Wilburton station is a future Link light rail station in Bellevue, Washington, 
on Sound Transit's East Link Extension. The elevated station, expected to open in 2024, will serve the area immediately east of Downtown Bellevue, including Lake Bellevue and the Overlake Hospital Medical Center.

Location

Wilburton station will be located along the BNSF Woodinville Subdivision corridor, north of NE 8th Street and east of 116th Avenue Northeast. The Overlake Hospital Medical Center campus, part of the city's "hospital district", is to the northwest of the station, along Interstate 405. The area's land use consists predominantly of low-rise commercial and office spaces, with multifamily residential on the eastern fringes.

The Overlake Hospital Medical Center area is currently served by the RapidRide B Line and other King County Metro bus routes.

History
The passage of Sound Transit 2 in 2008 funded the East Link light rail project, including the construction of a station near the Overlake Hospital Medical Center campus. The station was proposed as a potential interim terminus for a truncated line between Seattle and Bellevue, in the event of a smaller package than the one that was passed by voters. The project's preferred alternative, adopted in 2009, placed an elevated station along NE 12th Street to the east of Interstate 405, just north of the hospital campus. In 2010, the City of Bellevue requested a tunneled alignment for the light rail line through its downtown, which shifted the station to the BNSF alignment north of NE 8th Street.

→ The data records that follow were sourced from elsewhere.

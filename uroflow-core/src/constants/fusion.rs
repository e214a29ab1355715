//! Fusion Algorithm Constants
//!
//! Parameters for confidence-gated level fusion, the level-to-volume
//! conversion, flow differentiation and first-order uncertainty propagation.

// ===== CHANNEL GATING =====

/// Minimum depth confidence for the depth channel to be trusted.
///
/// Below this the RGB channel is used, or the point is bridged by
/// interpolation when RGB is missing too. A session may override it through
/// `calibration.min_depth_confidence` when the override lies in `(0, 1]`.
///
/// Source: depth-map confidence distribution on reflective bowls
pub const DEFAULT_MIN_DEPTH_CONFIDENCE: f64 = 0.6;

// ===== UNCERTAINTY MODEL =====

/// Base level uncertainty of the depth channel (mm).
///
/// Scaled by `(1 - confidence)` per sample.
pub const DEPTH_BASE_SIGMA_MM: f64 = 1.0;

/// Base level uncertainty of the RGB channel (mm).
///
/// Larger than depth: the RGB meniscus estimate is sensitive to lighting.
pub const RGB_BASE_SIGMA_MM: f64 = 1.5;

/// Extra widening applied when the RGB channel stands in for depth.
pub const RGB_FALLBACK_WIDENING: f64 = 1.5;

/// Floor for the `(1 - confidence)` factor.
///
/// A confidence of exactly 1.0 would otherwise claim a perfect level.
pub const MIN_UNCERTAINTY_FACTOR: f64 = 0.05;

/// Level uncertainty added per second of bridged gap (mm/s).
///
/// Interpolated points get `max(sigma_left, sigma_right) + rate * gap_s`.
pub const GAP_SIGMA_MM_PER_S: f64 = 2.0;

/// Longest gap bridged without downgrading quality (s).
///
/// Longer gaps are still bridged so the series stays aligned, but the
/// capture picks up a `LongGap` quality reason.
pub const MAX_BRIDGEABLE_GAP_S: f64 = 1.0;

// ===== FLOW ESTIMATION =====

/// Centered moving-average window applied to raw flow (samples, odd).
///
/// Three samples keeps onset/offset decisions within one sample of the
/// unsmoothed series.
pub const FLOW_SMOOTHING_WINDOW: usize = 3;

/// Window used to estimate level noise (samples, odd).
pub const LEVEL_NOISE_WINDOW: usize = 5;

/// Level residual standard deviation above which the signal is noisy (mm).
pub const MAX_LEVEL_NOISE_MM: f64 = 2.5;

/// Absolute tolerance for the volume consistency check (mL).
pub const VOLUME_CONSISTENCY_ABS_ML: f64 = 10.0;

/// Relative tolerance for the volume consistency check.
pub const VOLUME_CONSISTENCY_REL: f64 = 0.05;
//! Property tests for the analysis engine
//!
//! Arbitrary well-formed captures (non-decreasing time, any mix of missing
//! channels, any confidence) must always produce finite, non-negative series
//! and a bounded score, and the same input must give the same output.

#![cfg(test)]

mod common;

use proptest::prelude::*;
use uroflow_core::{
    analyze, CaptureMode, CapturePayload, ContractError, EngineConfig, EngineError,
    NormalizationError, Sample,
};

use common::{payload, ML_PER_MM};

fn arb_sample() -> impl Strategy<Value = (f64, Option<f64>, Option<f64>, f64, bool, Option<f64>, Option<f64>)> {
    (
        0.0f64..0.8,
        proptest::option::of(0.0f64..120.0),
        proptest::option::of(0.0f64..120.0),
        0.0f64..=1.0,
        any::<bool>(),
        proptest::option::of(-80.0f64..0.0),
        proptest::option::of(0.0f64..1.5),
    )
}

fn arb_capture() -> impl Strategy<Value = CapturePayload> {
    (prop::collection::vec(arb_sample(), 2..80), 0.5f64..20.0).prop_map(|(rows, ml_per_mm)| {
        let mut t = 0.0;
        let samples = rows
            .into_iter()
            .map(|(dt, depth, rgb, confidence, roi, audio, motion)| {
                // Steps under 0.05 s collapse to duplicate timestamps
                if dt >= 0.05 {
                    t += dt;
                }
                Sample::new(t, depth, rgb, confidence, roi).with_proxies(audio, motion)
            })
            .collect();
        payload(samples, CaptureMode::WaterImpact, ml_per_mm)
    })
}

fn all_finite_non_negative(values: &[f64]) -> bool {
    values.iter().all(|v| v.is_finite() && *v >= 0.0)
}

proptest! {
    #[test]
    fn series_are_finite_and_non_negative(capture in arb_capture()) {
        match analyze(&capture, &EngineConfig::default()) {
            Ok(analysis) => {
                prop_assert!(all_finite_non_negative(&analysis.flow.volume_ml));
                prop_assert!(all_finite_non_negative(&analysis.flow.flow_ml_s));
                prop_assert!(all_finite_non_negative(&analysis.flow.raw_flow_ml_s));
                prop_assert!(all_finite_non_negative(&analysis.flow.sigma_flow_ml_s));
                prop_assert!(all_finite_non_negative(&analysis.level.sigma_mm));
                prop_assert!(analysis.metrics.vvoid_ml >= 0.0);
                prop_assert!(analysis.metrics.qmax_ml_s >= 0.0);
                prop_assert!((0.0..=100.0).contains(&analysis.quality.score));
                prop_assert_eq!(analysis.level.len(), capture.samples.len());
            }
            Err(err) => {
                // Only a sample with no level channel at all can fail
                let expected = matches!(
                    err,
                    EngineError::Contract(ContractError::MissingLevelChannel { .. })
                        | EngineError::Normalization(NormalizationError::InsufficientUsableSamples { .. })
                );
                prop_assert!(expected);
            }
        }
    }

    #[test]
    fn analysis_is_deterministic(capture in arb_capture()) {
        let config = EngineConfig::default();
        prop_assert_eq!(analyze(&capture, &config), analyze(&capture, &config));
    }

    #[test]
    fn event_window_is_ordered(capture in arb_capture()) {
        if let Ok(analysis) = analyze(&capture, &EngineConfig::default()) {
            if let Some(window) = analysis.window {
                prop_assert!(window.start_index <= window.end_index);
                prop_assert!(window.t_start_s <= window.t_end_s);
                prop_assert!((0.0..=1.0).contains(&window.confidence));
                prop_assert!(analysis.metrics.tqmax_s <= analysis.metrics.flow_time_s);
            }
        }
    }

    #[test]
    fn rgb_only_captures_never_fail(levels in prop::collection::vec(0.0f64..100.0, 2..60)) {
        let samples = levels
            .iter()
            .enumerate()
            .map(|(i, h)| Sample::new(i as f64 * 0.1, None, Some(*h), 0.0, true))
            .collect();
        let analysis = analyze(&payload(samples, CaptureMode::JetInAir, ML_PER_MM), &EngineConfig::default());
        prop_assert!(analysis.is_ok());
    }
}
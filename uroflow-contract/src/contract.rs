//! `ios_capture_v1` Contract Validation
//!
//! Converts an untyped JSON document into a typed [`CapturePayload`], or
//! explains precisely why it cannot. Checks run in a fixed order and stop at
//! the first violation:
//!
//! ```text
//! 1. schema_version == "ios_capture_v1"
//! 2. session: session_id, started_at, mode, calibration.ml_per_mm
//! 3. samples is an array of at least two entries, each an object
//! 4. every t_s finite and non-decreasing
//! 5. every depth_confidence in [0, 1]
//! 6. every sample: level fields number|null, at least one present
//! 7. every sample: roi_valid bool, motion_norm >= 0, audio_rms_dbfs numeric
//! ```
//!
//! Steps 4 to 7 each sweep the whole sample array before the next starts, so
//! a regressing timestamp is reported ahead of a bad confidence at an
//! earlier index.
//!
//! Optional session fields are lenient: a malformed confidence override or
//! privacy flag falls back to its default with a warning, and a non-string
//! `sync_id` is kept in its JSON text form.
//!
//! Validation is pure and total: every input yields either a payload or a
//! [`ContractError`], and no numeric stage runs on a rejected document.

use chrono::{DateTime, NaiveDate, NaiveDateTime};
use log::{debug, warn};
use serde_json::{Map, Value};

use uroflow_core::{
    Calibration, CaptureMode, CapturePayload, CaptureSession, ContractError, ContractResult,
    PrivacyFlags, RuntimeHints, Sample, SCHEMA_VERSION,
};

/// Naive timestamp layouts accepted for `started_at`
const NAIVE_FORMATS: [&str; 2] = ["%Y-%m-%dT%H:%M:%S%.f", "%Y-%m-%d %H:%M:%S%.f"];

/// Validate a capture document and build the typed payload.
pub fn validate_payload(document: &Value) -> ContractResult<CapturePayload> {
    let result = parse_payload(document);
    match &result {
        Ok(payload) => debug!(
            "contract: session {} accepted with {} samples",
            payload.session.session_id,
            payload.samples.len()
        ),
        Err(err) => warn!("contract: rejected capture: {}", err),
    }
    result
}

fn parse_payload(document: &Value) -> ContractResult<CapturePayload> {
    let root = document
        .as_object()
        .ok_or(ContractError::UnsupportedSchema { found: None })?;

    match root.get("schema_version") {
        Some(Value::String(tag)) if tag == SCHEMA_VERSION => {}
        other => {
            return Err(ContractError::UnsupportedSchema {
                found: other.map(|v| v.as_str().map(String::from).unwrap_or_else(|| v.to_string())),
            })
        }
    }

    let session = parse_session(root.get("session"))?;

    let raw_samples = match root.get("samples") {
        Some(Value::Array(items)) => items,
        _ => return Err(ContractError::SamplesNotAnArray),
    };
    if raw_samples.len() < 2 {
        return Err(ContractError::TooFewSamples { count: raw_samples.len() });
    }

    let rows = raw_samples
        .iter()
        .enumerate()
        .map(|(index, raw)| {
            raw.as_object()
                .ok_or(ContractError::InvalidSample { index, field: "sample" })
        })
        .collect::<ContractResult<Vec<_>>>()?;

    let times = check_times(&rows)?;
    let confidences = check_confidences(&rows)?;
    let levels = check_levels(&rows)?;
    let samples = rows
        .iter()
        .enumerate()
        .map(|(index, row)| {
            let (depth, rgb) = levels[index];
            let (roi_valid, audio, motion) = sample_proxies(index, row)?;
            Ok(Sample::new(times[index], depth, rgb, confidences[index], roi_valid)
                .with_proxies(audio, motion))
        })
        .collect::<ContractResult<Vec<_>>>()?;

    Ok(CapturePayload {
        schema_version: SCHEMA_VERSION.into(),
        session,
        samples,
        analysis: parse_hints(root.get("analysis")),
    })
}

fn invalid_session(field: &'static str, reason: &'static str) -> ContractError {
    ContractError::InvalidSession { field, reason }
}

fn parse_session(value: Option<&Value>) -> ContractResult<CaptureSession> {
    let session = value
        .and_then(Value::as_object)
        .ok_or_else(|| invalid_session("session", "must be an object"))?;

    let session_id = match session.get("session_id") {
        Some(Value::String(id)) if !id.trim().is_empty() => id.clone(),
        _ => return Err(invalid_session("session_id", "must be a non-empty string")),
    };

    let started_at = match session.get("started_at") {
        Some(Value::String(text)) if is_iso8601(text) => text.clone(),
        _ => return Err(invalid_session("started_at", "must be an ISO-8601 timestamp")),
    };

    let mode = session
        .get("mode")
        .and_then(Value::as_str)
        .and_then(CaptureMode::from_name)
        .ok_or_else(|| invalid_session("mode", "must be one of jet_in_air, porcelain_wall, water_impact"))?;

    let calibration = session
        .get("calibration")
        .and_then(Value::as_object)
        .ok_or_else(|| invalid_session("calibration", "must be an object"))?;
    let ml_per_mm = match finite_number(calibration.get("ml_per_mm")) {
        Some(value) if value > 0.0 => value,
        _ => return Err(invalid_session("calibration.ml_per_mm", "must be a positive number")),
    };
    let min_depth_confidence = confidence_override(calibration.get("min_depth_confidence"));

    let sync_id = match session.get("sync_id") {
        None | Some(Value::Null) => None,
        Some(Value::String(id)) => Some(id.clone()),
        Some(other) => Some(other.to_string()),
    };

    let privacy = match session.get("privacy") {
        Some(Value::Object(flags)) => PrivacyFlags {
            full_frame_storage: lenient_bool(flags, "full_frame_storage"),
            audio_stored: lenient_bool(flags, "audio_stored"),
        },
        None | Some(Value::Null) => PrivacyFlags::default(),
        Some(_) => {
            warn!("contract: session.privacy is not an object, using defaults");
            PrivacyFlags::default()
        }
    };

    Ok(CaptureSession {
        session_id,
        sync_id,
        started_at,
        mode,
        calibration: Calibration { ml_per_mm, min_depth_confidence },
        privacy,
    })
}

type Row<'a> = &'a Map<String, Value>;

fn check_times(rows: &[Row<'_>]) -> ContractResult<Vec<f64>> {
    let mut times = Vec::with_capacity(rows.len());
    for (index, row) in rows.iter().enumerate() {
        let t_s = finite_number(row.get("t_s"))
            .ok_or(ContractError::InvalidSample { index, field: "t_s" })?;
        if times.last().map_or(false, |previous| t_s < *previous) {
            return Err(ContractError::NonMonotonicTime { index });
        }
        times.push(t_s);
    }
    Ok(times)
}

fn check_confidences(rows: &[Row<'_>]) -> ContractResult<Vec<f64>> {
    rows.iter()
        .enumerate()
        .map(|(index, row)| {
            let value = finite_number(row.get("depth_confidence"))
                .ok_or(ContractError::InvalidSample { index, field: "depth_confidence" })?;
            if (0.0..=1.0).contains(&value) {
                Ok(value)
            } else {
                Err(ContractError::ConfidenceOutOfRange { index, value })
            }
        })
        .collect()
}

fn check_levels(rows: &[Row<'_>]) -> ContractResult<Vec<(Option<f64>, Option<f64>)>> {
    rows.iter()
        .enumerate()
        .map(|(index, row)| {
            let invalid = |field: &'static str| ContractError::InvalidSample { index, field };
            let depth = nullable_number(row, "depth_level_mm").ok_or_else(|| invalid("depth_level_mm"))?;
            let rgb = nullable_number(row, "rgb_level_mm").ok_or_else(|| invalid("rgb_level_mm"))?;
            if depth.is_none() && rgb.is_none() {
                return Err(ContractError::MissingLevelChannel { index });
            }
            Ok((depth, rgb))
        })
        .collect()
}

/// ROI flag, audio and motion for one sample
fn sample_proxies(index: usize, row: Row<'_>) -> ContractResult<(bool, Option<f64>, Option<f64>)> {
    let invalid = |field: &'static str| ContractError::InvalidSample { index, field };

    let roi_valid = row
        .get("roi_valid")
        .and_then(Value::as_bool)
        .ok_or_else(|| invalid("roi_valid"))?;

    let motion_norm = nullable_number(row, "motion_norm").ok_or_else(|| invalid("motion_norm"))?;
    if motion_norm.map_or(false, |m| m < 0.0) {
        return Err(invalid("motion_norm"));
    }
    let audio_rms_dbfs =
        nullable_number(row, "audio_rms_dbfs").ok_or_else(|| invalid("audio_rms_dbfs"))?;

    Ok((roi_valid, audio_rms_dbfs, motion_norm))
}

/// On-device hints are informational; malformed hints are dropped, not fatal.
fn parse_hints(value: Option<&Value>) -> Option<RuntimeHints> {
    match value {
        None | Some(Value::Null) => None,
        Some(raw) => match serde_json::from_value(raw.clone()) {
            Ok(hints) => Some(hints),
            Err(err) => {
                warn!("contract: ignoring malformed analysis hints: {}", err);
                None
            }
        },
    }
}

/// A finite JSON number. Booleans are not numbers.
fn finite_number(value: Option<&Value>) -> Option<f64> {
    value.and_then(Value::as_f64).filter(|v| v.is_finite())
}

/// `Some(None)` for absent or null, `Some(Some(v))` for a finite number,
/// `None` for anything else.
fn nullable_number(object: &Map<String, Value>, key: &str) -> Option<Option<f64>> {
    match object.get(key) {
        None | Some(Value::Null) => Some(None),
        value => finite_number(value).map(Some),
    }
}

/// Session confidence override. Numbers and numeric strings are accepted;
/// anything else is ignored so the engine default applies.
fn confidence_override(value: Option<&Value>) -> Option<f64> {
    let parsed = match value {
        None | Some(Value::Null) => return None,
        Some(Value::String(text)) => text.trim().parse::<f64>().ok(),
        Some(other) => other.as_f64(),
    };
    match parsed.filter(|v| v.is_finite()) {
        Some(v) => Some(v),
        None => {
            warn!("contract: ignoring malformed calibration.min_depth_confidence");
            None
        }
    }
}

/// Absent or malformed means `false`
fn lenient_bool(object: &Map<String, Value>, key: &str) -> bool {
    match object.get(key) {
        None | Some(Value::Null) => false,
        Some(Value::Bool(flag)) => *flag,
        Some(_) => {
            warn!("contract: ignoring non-boolean privacy.{}", key);
            false
        }
    }
}

/// RFC 3339 (`Z` or offset), naive date-time, or a bare date.
pub fn is_iso8601(text: &str) -> bool {
    if text.is_empty() {
        return false;
    }
    DateTime::parse_from_rfc3339(text).is_ok()
        || NAIVE_FORMATS
            .iter()
            .any(|format| NaiveDateTime::parse_from_str(text, format).is_ok())
        || NaiveDate::parse_from_str(text, "%Y-%m-%d").is_ok()
}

In 2015, the station's temporary working name of "Hospital" was replaced with "Wilburton", its permanent name. Construction on the station and approach structures began in 2017.

Station layout

Wilburton station will consist of a single island platform situated above street level on the north side of NE 8th Street. At street level, the station will have two sets of stairs, escalators and elevators leading to the platform, as well as ticket vending machines and rider information. On the east side of the station will be a small kiss and ride facility, as well as covered bicycle parking. At the north end of the station will be a pedestrian pathway crossing over Sturtevant Creek (a tributary of Kelsey Creek), heading towards the future Eastside Rail Corridor trail and Overlake Hospital Medical Center.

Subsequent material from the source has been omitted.